### WHAT THE TASK ASKS
Repeat exactly the lines below that lie between the line with "no candidate existed)" and the line with "follows its kind", counting both of those lines as part of the answer.

── TASK INPUTS

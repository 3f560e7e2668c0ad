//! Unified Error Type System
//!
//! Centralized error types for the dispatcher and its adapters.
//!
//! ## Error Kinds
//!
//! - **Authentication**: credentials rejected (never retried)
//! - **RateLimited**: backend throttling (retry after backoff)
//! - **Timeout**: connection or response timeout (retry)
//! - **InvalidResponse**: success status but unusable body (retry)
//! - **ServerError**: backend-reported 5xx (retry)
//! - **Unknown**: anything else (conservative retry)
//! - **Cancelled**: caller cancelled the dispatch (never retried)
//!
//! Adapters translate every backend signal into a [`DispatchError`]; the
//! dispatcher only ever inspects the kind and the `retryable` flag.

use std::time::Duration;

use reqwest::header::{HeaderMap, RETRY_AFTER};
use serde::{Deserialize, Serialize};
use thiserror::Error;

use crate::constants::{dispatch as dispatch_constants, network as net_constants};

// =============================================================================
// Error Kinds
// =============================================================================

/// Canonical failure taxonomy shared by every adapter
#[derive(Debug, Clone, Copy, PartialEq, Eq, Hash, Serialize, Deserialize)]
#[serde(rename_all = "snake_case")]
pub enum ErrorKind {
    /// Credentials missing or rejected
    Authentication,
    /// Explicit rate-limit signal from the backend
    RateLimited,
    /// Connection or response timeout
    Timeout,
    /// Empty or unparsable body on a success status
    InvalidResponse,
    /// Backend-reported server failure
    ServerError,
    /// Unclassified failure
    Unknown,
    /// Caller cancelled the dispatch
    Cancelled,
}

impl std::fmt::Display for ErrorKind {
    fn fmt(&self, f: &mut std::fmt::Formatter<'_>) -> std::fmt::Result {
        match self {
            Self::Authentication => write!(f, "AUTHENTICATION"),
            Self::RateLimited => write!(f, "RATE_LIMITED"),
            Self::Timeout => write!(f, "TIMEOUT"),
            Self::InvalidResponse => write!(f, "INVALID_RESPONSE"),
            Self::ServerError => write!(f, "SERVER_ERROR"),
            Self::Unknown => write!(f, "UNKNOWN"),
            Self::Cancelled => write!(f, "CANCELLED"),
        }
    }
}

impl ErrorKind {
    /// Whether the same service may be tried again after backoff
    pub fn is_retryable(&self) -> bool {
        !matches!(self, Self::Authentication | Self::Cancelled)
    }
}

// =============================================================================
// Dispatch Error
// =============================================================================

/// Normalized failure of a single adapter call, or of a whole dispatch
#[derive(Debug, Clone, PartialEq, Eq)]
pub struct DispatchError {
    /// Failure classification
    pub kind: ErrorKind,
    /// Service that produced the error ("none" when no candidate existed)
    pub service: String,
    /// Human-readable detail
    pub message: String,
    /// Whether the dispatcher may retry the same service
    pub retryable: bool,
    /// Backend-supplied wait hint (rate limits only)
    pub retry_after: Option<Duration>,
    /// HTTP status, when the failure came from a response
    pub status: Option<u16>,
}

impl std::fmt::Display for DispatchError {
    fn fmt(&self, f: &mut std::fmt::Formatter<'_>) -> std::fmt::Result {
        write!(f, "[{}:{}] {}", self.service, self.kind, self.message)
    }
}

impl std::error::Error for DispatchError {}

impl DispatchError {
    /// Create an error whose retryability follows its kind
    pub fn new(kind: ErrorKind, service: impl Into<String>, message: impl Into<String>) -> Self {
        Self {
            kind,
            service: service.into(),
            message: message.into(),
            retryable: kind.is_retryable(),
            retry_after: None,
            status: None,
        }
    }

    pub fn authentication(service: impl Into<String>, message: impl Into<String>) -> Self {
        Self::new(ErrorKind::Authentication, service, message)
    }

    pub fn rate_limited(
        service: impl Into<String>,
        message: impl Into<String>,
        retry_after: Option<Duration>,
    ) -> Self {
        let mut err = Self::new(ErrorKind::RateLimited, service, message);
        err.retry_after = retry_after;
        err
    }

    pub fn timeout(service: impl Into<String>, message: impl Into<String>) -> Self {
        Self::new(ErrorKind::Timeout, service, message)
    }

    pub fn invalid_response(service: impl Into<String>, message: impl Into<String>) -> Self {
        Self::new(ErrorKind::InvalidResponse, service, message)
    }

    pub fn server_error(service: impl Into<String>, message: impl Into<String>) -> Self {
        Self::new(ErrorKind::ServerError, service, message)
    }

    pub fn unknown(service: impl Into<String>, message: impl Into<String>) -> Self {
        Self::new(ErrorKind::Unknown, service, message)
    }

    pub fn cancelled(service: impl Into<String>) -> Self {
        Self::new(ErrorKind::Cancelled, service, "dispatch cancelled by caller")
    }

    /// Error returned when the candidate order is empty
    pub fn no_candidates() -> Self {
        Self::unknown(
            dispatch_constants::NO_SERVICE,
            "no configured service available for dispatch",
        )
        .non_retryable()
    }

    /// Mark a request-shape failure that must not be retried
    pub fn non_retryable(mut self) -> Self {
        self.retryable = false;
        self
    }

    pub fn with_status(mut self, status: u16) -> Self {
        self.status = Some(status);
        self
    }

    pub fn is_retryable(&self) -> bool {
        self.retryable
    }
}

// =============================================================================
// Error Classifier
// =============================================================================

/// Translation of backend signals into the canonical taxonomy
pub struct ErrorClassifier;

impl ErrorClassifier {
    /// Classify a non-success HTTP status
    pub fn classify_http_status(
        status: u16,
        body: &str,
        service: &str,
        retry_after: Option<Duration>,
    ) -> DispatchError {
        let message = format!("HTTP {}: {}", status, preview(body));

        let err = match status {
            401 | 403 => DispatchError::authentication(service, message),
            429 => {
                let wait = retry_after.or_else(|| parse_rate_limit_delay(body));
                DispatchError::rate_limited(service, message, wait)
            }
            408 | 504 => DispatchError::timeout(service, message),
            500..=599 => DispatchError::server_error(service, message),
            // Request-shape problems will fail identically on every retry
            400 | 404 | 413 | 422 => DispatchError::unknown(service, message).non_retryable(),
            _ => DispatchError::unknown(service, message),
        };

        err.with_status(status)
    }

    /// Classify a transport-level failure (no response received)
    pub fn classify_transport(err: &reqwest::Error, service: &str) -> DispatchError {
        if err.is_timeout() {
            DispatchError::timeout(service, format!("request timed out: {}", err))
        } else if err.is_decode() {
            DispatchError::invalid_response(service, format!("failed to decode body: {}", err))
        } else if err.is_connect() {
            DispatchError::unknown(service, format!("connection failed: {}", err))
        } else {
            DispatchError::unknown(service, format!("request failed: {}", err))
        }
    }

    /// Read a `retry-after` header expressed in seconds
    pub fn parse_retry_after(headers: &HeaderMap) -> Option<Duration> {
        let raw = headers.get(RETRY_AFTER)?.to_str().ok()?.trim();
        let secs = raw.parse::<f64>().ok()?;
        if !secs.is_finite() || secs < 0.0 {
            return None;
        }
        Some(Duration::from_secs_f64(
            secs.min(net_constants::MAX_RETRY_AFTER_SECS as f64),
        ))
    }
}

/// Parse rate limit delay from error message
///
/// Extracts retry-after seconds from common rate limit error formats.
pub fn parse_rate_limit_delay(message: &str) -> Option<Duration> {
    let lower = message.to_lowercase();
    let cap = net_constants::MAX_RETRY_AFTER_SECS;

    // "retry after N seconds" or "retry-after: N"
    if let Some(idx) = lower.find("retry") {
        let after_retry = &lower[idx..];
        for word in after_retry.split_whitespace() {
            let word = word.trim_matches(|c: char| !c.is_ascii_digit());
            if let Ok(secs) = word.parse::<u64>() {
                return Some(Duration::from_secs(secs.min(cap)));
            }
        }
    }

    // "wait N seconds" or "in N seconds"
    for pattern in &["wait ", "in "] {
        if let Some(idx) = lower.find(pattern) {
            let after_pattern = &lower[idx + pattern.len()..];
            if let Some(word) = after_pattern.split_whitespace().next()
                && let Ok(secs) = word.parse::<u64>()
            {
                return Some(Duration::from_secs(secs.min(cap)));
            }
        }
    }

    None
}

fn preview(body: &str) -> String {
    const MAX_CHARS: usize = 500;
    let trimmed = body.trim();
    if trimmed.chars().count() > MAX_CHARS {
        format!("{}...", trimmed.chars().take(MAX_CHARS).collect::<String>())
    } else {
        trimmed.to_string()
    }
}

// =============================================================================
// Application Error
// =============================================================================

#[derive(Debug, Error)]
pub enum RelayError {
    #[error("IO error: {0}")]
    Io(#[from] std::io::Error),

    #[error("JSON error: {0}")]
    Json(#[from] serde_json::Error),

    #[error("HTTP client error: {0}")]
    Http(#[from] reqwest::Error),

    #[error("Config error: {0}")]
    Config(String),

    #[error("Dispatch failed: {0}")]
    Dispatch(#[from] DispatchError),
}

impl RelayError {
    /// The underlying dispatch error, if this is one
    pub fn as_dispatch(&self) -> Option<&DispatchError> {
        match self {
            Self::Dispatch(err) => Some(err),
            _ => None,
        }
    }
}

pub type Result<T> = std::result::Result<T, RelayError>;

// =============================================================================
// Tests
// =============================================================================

────

### OUTPUT FOR THIS TASK
    /// Service that produced the error ("none" when no candidate existed)
    pub service: String,
    /// Human-readable detail
    pub message: String,
    /// Whether the dispatcher may retry the same service
    pub retryable: bool,
    /// Backend-supplied wait hint (rate limits only)
    pub retry_after: Option<Duration>,
    /// HTTP status, when the failure came from a response
    pub status: Option<u16>,
}

impl std::fmt::Display for DispatchError {
    fn fmt(&self, f: &mut std::fmt::Formatter<'_>) -> std::fmt::Result {
        write!(f, "[{}:{}] {}", self.service, self.kind, self.message)
    }
}

impl std::error::Error for DispatchError {}

impl DispatchError {
    /// Create an error whose retryability follows its kind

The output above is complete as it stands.